Objectives Adenocarcinoma of the sinonasal tract is a rare malignancy arising from mucus-secreting
glandular tissue. Limited large-scale studies are available due to its rarity. This
study describes the incidence and determinants of survival of patients with sinonasal
adenocarcinoma between the years of 2004 and 2012 using the National Cancer Database
(NCDB).
Design Retrospective, population-based cohort study.
Setting Tertiary academic medical center.
Participants Patients who were diagnosed with sinonasal adenocarcinoma between 2004 and 2012 within
the NCDB.
Main Outcome Measures Overall survival (OS).
Results A total of 553 patients were identified. The cohort was composed of 59.3% males.
Mean age at diagnosis was 61.8 years. The nasal cavity was the most common primary
site, accounting for 44.1% of cases. 5.7% of patients presented with nodal disease,
while 3.3% had distant metastases. 40.6% of cases presented with stage IV disease.
73.5% of patients underwent surgery, 54.2% received radiation therapy, and 27.7% had
chemotherapy. Median OS was 71.7 months, while OS at 1, 2, and 5 years was 82, 73.0,
and 52%, respectively. On multivariate analysis, advanced age (p < 0.001), Charlson's comorbidity index > 0 (p = 0.008), advanced tumor grade (p = 0.015), and advanced tumor stage (p < 0.001) were associated with worse OS, whereas surgery (p < 0.001) and radiation therapy (p = 0.020), but not chemotherapy (p = 0.635), predicted improved OS.

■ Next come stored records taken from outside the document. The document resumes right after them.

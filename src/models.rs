use chrono::NaiveDateTime;
use serde::{Deserialize, Deserializer, Serialize};
use std::collections::BTreeMap;
use std::fmt;
use std::str::FromStr;

// ============ Reference Vocabulary ============

/// Closed vocabulary of bank-brand declaration channels.
///
/// Every branch in the branch reference table maps to one of these tokens
/// (or to none, when the branch is not covered by the reference data).
#[derive(Debug, Clone, Copy, PartialEq, Eq, PartialOrd, Ord, Hash, Serialize, Deserialize)]
pub enum BranchCode {
    #[serde(rename = "PERS")]
    Pers,
    #[serde(rename = "STIL")]
    Stil,
    #[serde(rename = "PRIM")]
    Prim,
    #[serde(rename = "OUTR")]
    Outr,
    #[serde(rename = "HSBC")]
    Hsbc,
    #[serde(rename = "VANG")]
    Vang,
    #[serde(rename = "UNIC")]
    Unic,
    #[serde(rename = "ESPA")]
    Espa,
    #[serde(rename = "PRIV")]
    Priv,
}

impl BranchCode {
    /// All brand tokens, in the column order used by the feature table.
    pub const ALL: [BranchCode; 9] = [
        BranchCode::Pers,
        BranchCode::Stil,
        BranchCode::Prim,
        BranchCode::Outr,
        BranchCode::Hsbc,
        BranchCode::Vang,
        BranchCode::Unic,
        BranchCode::Espa,
        BranchCode::Priv,
    ];

    /// The uppercase token used in reference data and lookup-table keys.
    pub fn as_str(&self) -> &'static str {
        match self {
            BranchCode::Pers => "PERS",
            BranchCode::Stil => "STIL",
            BranchCode::Prim => "PRIM",
            BranchCode::Outr => "OUTR",
            BranchCode::Hsbc => "HSBC",
            BranchCode::Vang => "VANG",
            BranchCode::Unic => "UNIC",
            BranchCode::Espa => "ESPA",
            BranchCode::Priv => "PRIV",
        }
    }

    fn index(&self) -> usize {
        *self as usize
    }
}

impl FromStr for BranchCode {
    type Err = ();

    fn from_str(s: &str) -> Result<Self, Self::Err> {
        BranchCode::ALL
            .iter()
            .find(|c| c.as_str() == s)
            .copied()
            .ok_or(())
    }
}

impl fmt::Display for BranchCode {
    fn fmt(&self, f: &mut fmt::Formatter<'_>) -> fmt::Result {
        f.write_str(self.as_str())
    }
}

/// Deserializes a branch code leniently: empty strings and tokens outside
/// the vocabulary become `None` instead of failing the whole row.
pub fn lenient_branch_code<'de, D>(deserializer: D) -> Result<Option<BranchCode>, D::Error>
where
    D: Deserializer<'de>,
{
    let opt = Option::<String>::deserialize(deserializer)?;
    Ok(opt
        .as_deref()
        .map(str::trim)
        .filter(|value| !value.is_empty())
        .and_then(|value| BranchCode::from_str(value).ok()))
}

// ============ Source Models ============

/// Per-year payload carried inside an application's `riskInfo` map.
///
/// Every field is optional: the tax-authority extraction may have failed
/// partway, leaving an empty object for that year.
#[derive(Debug, Clone, Default, Serialize, Deserialize)]
pub struct TaxReportPayload {
    /// CPF the tax report belongs to.
    #[serde(default)]
    pub cpf: Option<String>,
    /// Free-text status message returned by the tax authority.
    #[serde(default)]
    pub full_status_text: Option<String>,
    /// Name of the bank the historical declaration was routed through.
    #[serde(default)]
    pub bank: Option<String>,
    /// Branch number at that bank.
    #[serde(default)]
    pub branch: Option<String>,
}

/// One tax-authority inquiry result for a loan application.
#[derive(Debug, Clone, Serialize, Deserialize)]
pub struct ApplicationRecord {
    /// Applicant identifier (CPF-equivalent tax ID).
    pub person_id: String,
    /// Loan the inquiry was made for.
    pub loan_id: String,
    /// Identifier of the IRPF inquiry itself.
    pub irpf_id: String,
    /// When the inquiry was made.
    pub time_stamp: NaiveDateTime,
    /// Loan product code.
    pub product_code: String,
    /// Processing state of the inquiry.
    pub state: String,
    /// Revision marker.
    pub rev: String,
    /// Year-keyed tax report payloads. At least one entry per record; a
    /// payload may be an empty object, never null.
    #[serde(rename = "riskInfo")]
    pub risk_info: BTreeMap<String, TaxReportPayload>,
    /// Bank code of the current loan application, zero-filled to 3 digits.
    pub bank_code_pl: String,
    /// Branch number of the current loan application, zero-filled to 4 digits.
    pub branch_number_pl: String,
}

/// Bank reference dimension row.
#[derive(Debug, Clone, Serialize, Deserialize)]
pub struct BankReferenceRow {
    /// Canonical bank code.
    #[serde(alias = "Codigo_Banco")]
    pub bank_code: String,
    /// Bank display name, the join key against historical payloads.
    #[serde(alias = "BankName")]
    pub bank: String,
}

/// Branch reference dimension row.
#[derive(Debug, Clone, Serialize, Deserialize)]
pub struct BranchReferenceRow {
    /// Bank the branch belongs to.
    #[serde(alias = "Bank")]
    pub bank_code: String,
    /// Branch number.
    #[serde(alias = "Branch")]
    pub branch: String,
    /// Brand token for the branch, absent when the branch is unmapped.
    #[serde(default, deserialize_with = "lenient_branch_code")]
    pub branch_code: Option<BranchCode>,
}

// ============ Pipeline Models ============

/// One row per (application, tax-report year) after exploding `riskInfo`
/// and joining the bank/branch reference tables.
///
/// The joined columns are optional: a code that fails to match the
/// reference tables propagates as `None` rather than dropping the row.
#[derive(Debug, Clone)]
pub struct ExplodedYearRow {
    /// Applicant CPF. Falls back to `person_id` when the year payload
    /// carries no CPF of its own.
    pub cpf: String,
    pub person_id: String,
    pub loan_id: String,
    pub irpf_id: String,
    pub time_stamp: NaiveDateTime,
    pub product_code: String,
    /// The `riskInfo` key, carried through as text.
    pub report_year: String,
    /// Free-text status for this year, if extracted.
    pub full_status_text: Option<String>,
    /// Counterpart bank name from the year payload.
    pub bank: Option<String>,
    /// Counterpart branch number from the year payload.
    pub branch: Option<String>,
    /// Bank code resolved from the bank reference table.
    pub bank_code: Option<String>,
    /// Brand token resolved for the historical bank/branch.
    pub branch_code: Option<BranchCode>,
    pub bank_code_pl: String,
    pub branch_number_pl: String,
    /// Brand token resolved for the current loan's bank/branch.
    pub branch_code_pl: Option<BranchCode>,
}

/// IRPF status flags derived from a single status message.
///
/// All flags are 0/1 integers. `tax_to_pay` is 1 exactly when the other
/// three flags are all 0.
#[derive(Debug, Clone, Copy, Default, PartialEq, Eq, Serialize, Deserialize)]
pub struct IrpfStatusFlags {
    pub extraction_error: u8,
    pub not_declared: u8,
    pub tax_refund: u8,
    pub tax_to_pay: u8,
}

/// An exploded year row together with its classified status flags.
#[derive(Debug, Clone)]
pub struct ClassifiedRow {
    pub row: ExplodedYearRow,
    pub status: IrpfStatusFlags,
}

/// One-hot sums of historical branch codes over the brand vocabulary.
///
/// Rows whose branch code falls outside the vocabulary (or is unresolved)
/// contribute to no column.
#[derive(Debug, Clone, Copy, Default, PartialEq, Eq)]
pub struct BrandCounts {
    counts: [u32; BranchCode::ALL.len()],
}

impl BrandCounts {
    pub fn new() -> Self {
        Self::default()
    }

    /// Records one occurrence of `code`.
    pub fn record(&mut self, code: BranchCode) {
        self.counts[code.index()] += 1;
    }

    /// Count for a single brand.
    pub fn get(&self, code: BranchCode) -> u32 {
        self.counts[code.index()]
    }

    /// Iterates (brand, count) in column order.
    pub fn iter(&self) -> impl Iterator<Item = (BranchCode, u32)> + '_ {
        BranchCode::ALL.iter().map(move |c| (*c, self.get(*c)))
    }
}

/// Aggregated declaration history for one (applicant, inquiry timestamp).
#[derive(Debug, Clone)]
pub struct ApplicantYearAggregate {
    pub cpf: String,
    pub time_stamp: NaiveDateTime,
    /// Calendar year of the inquiry timestamp. This, not the exploded
    /// report year, drives the income lookup.
    pub year: i32,
    /// Number of tax reports observed for the group.
    pub number_declaration: u32,
    /// Number of those reports flagged as refunded.
    pub number_tax_refund: u32,
    /// Star rating, −1 when the rating table has no entry for the pair.
    pub stars: i8,
    pub brand_counts: BrandCounts,
    /// Brand token declared on the current loan application.
    pub branch_code_pl: Option<BranchCode>,
}

// ============ Output Model ============

/// Final feature row, with presentation column names.
#[derive(Debug, Clone, Serialize, Deserialize)]
pub struct FeatureRow {
    pub cpf: String,
    pub time_stamp: NaiveDateTime,
    pub times_declared: u32,
    pub times_refunded: u32,
    #[serde(rename = "ESTR")]
    pub stars: i8,
    pub year: i32,
    #[serde(rename = "PERS")]
    pub pers: u32,
    #[serde(rename = "STIL")]
    pub stil: u32,
    #[serde(rename = "PRIM")]
    pub prim: u32,
    #[serde(rename = "OUTR")]
    pub outr: u32,
    #[serde(rename = "HSBC")]
    pub hsbc: u32,
    #[serde(rename = "VANG")]
    pub vang: u32,
    #[serde(rename = "UNIC")]
    pub unic: u32,
    #[serde(rename = "ESPA")]
    pub espa: u32,
    #[serde(rename = "PRIV")]
    pub priv_: u32,
    pub branch_declared: Option<BranchCode>,
    pub presumed_income: f64,
}

impl FeatureRow {
    /// Builds the presentation row from an aggregate and its resolved income.
    pub fn from_aggregate(agg: &ApplicantYearAggregate, presumed_income: f64) -> Self {
        let c = &agg.brand_counts;
        FeatureRow {
            cpf: agg.cpf.clone(),
            time_stamp: agg.time_stamp,
            times_declared: agg.number_declaration,
            times_refunded: agg.number_tax_refund,
            stars: agg.stars,
            year: agg.year,
            pers: c.get(BranchCode::Pers),
            stil: c.get(BranchCode::Stil),
            prim: c.get(BranchCode::Prim),
            outr: c.get(BranchCode::Outr),
            hsbc: c.get(BranchCode::Hsbc),
            vang: c.get(BranchCode::Vang),
            unic: c.get(BranchCode::Unic),
            espa: c.get(BranchCode::Espa),
            priv_: c.get(BranchCode::Priv),
            branch_declared: agg.branch_code_pl,
            presumed_income,
        }
    }
}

Conclusion Sinonasal adenocarcinoma is a rare primary malignancy with 5-year survival approximating
50%. A significant proportion of patients present with advanced disease. Surgery and
radiation therapy, but not chemotherapy, are associated with improved survival, and
likely play a critical role in the interdisciplinary management of this disease.